Mosquera Angeles, Riveiros Ricardo, Pérez Sestelo José, Sarandeses Luis A
Departamento de Química Fundamental, Universidade da Coruña, E-15071 A Coruña, Spain
Org Lett. 2008 Sep 4;10(17):3745-8. doi: 10.1021/ol801393n. Epub 2008 Aug 2.

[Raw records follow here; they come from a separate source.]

//! The registry generator: scans package directories for `.lid` files and
//! writes the pointer files the downstream compiler reads.

pub mod generator;
pub mod lid;

pub use generator::{generate, GeneratedRegistry};
pub use lid::{Lid, LidParseError};
//! Thin `tracing` wiring for binaries and tests that want output. `deft`
//! itself only emits events (`tracing::{debug,info,warn}`); it never
//! installs a subscriber on its own, leaving log formatting and sinks up
//! to whoever embeds the crate.

use tracing_subscriber::EnvFilter;

/// Installs a `tracing-subscriber` `fmt` layer driven by `DEFT_LOG` (falling
/// back to `info`). Safe to call more than once; later calls are no-ops.
pub fn init() {
    let filter = EnvFilter::try_from_env("DEFT_LOG").unwrap_or_else(|_| EnvFilter::new("info"));
    let _ = tracing_subscriber::fmt().with_env_filter(filter).try_init();
}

The palladium-catalyzed cross-coupling reaction of triorganoindium reagents (R3In) with 5-bromo-2-chloropyrimidine proceeds chemoselectively, in good yields, to give 5-substituted-2-chloropyrimidines or 2,5-disubstituted pyrimidines using 40 or 100 mol % of R3In, respectively. Sequential cross-couplings are also performed, in one pot, using two different R3In. This method was used to achieve the first synthesis of the alkaloid hyrtinadine A. The key step was a two-fold cross-coupling reaction between a tri(3-indolyl)indium reagent and 5-bromo-2-chloropyrimidine.
三有机铟试剂(R3In)与5-溴-2-氯嘧啶的钯催化交叉偶联反应具有化学选择性,产率良好,分别使用40或100 mol%的R3In,可得到5-取代-2-氯嘧啶或2,5-二取代嘧啶。也可以使用两种不同的R3In在同一反应釜中依次进行交叉偶联。该方法用于首次合成生物碱hyrtinadine A。关键步骤是三(3-吲哚基)铟试剂与5-溴-2-氯嘧啶之间的双交叉偶联反应。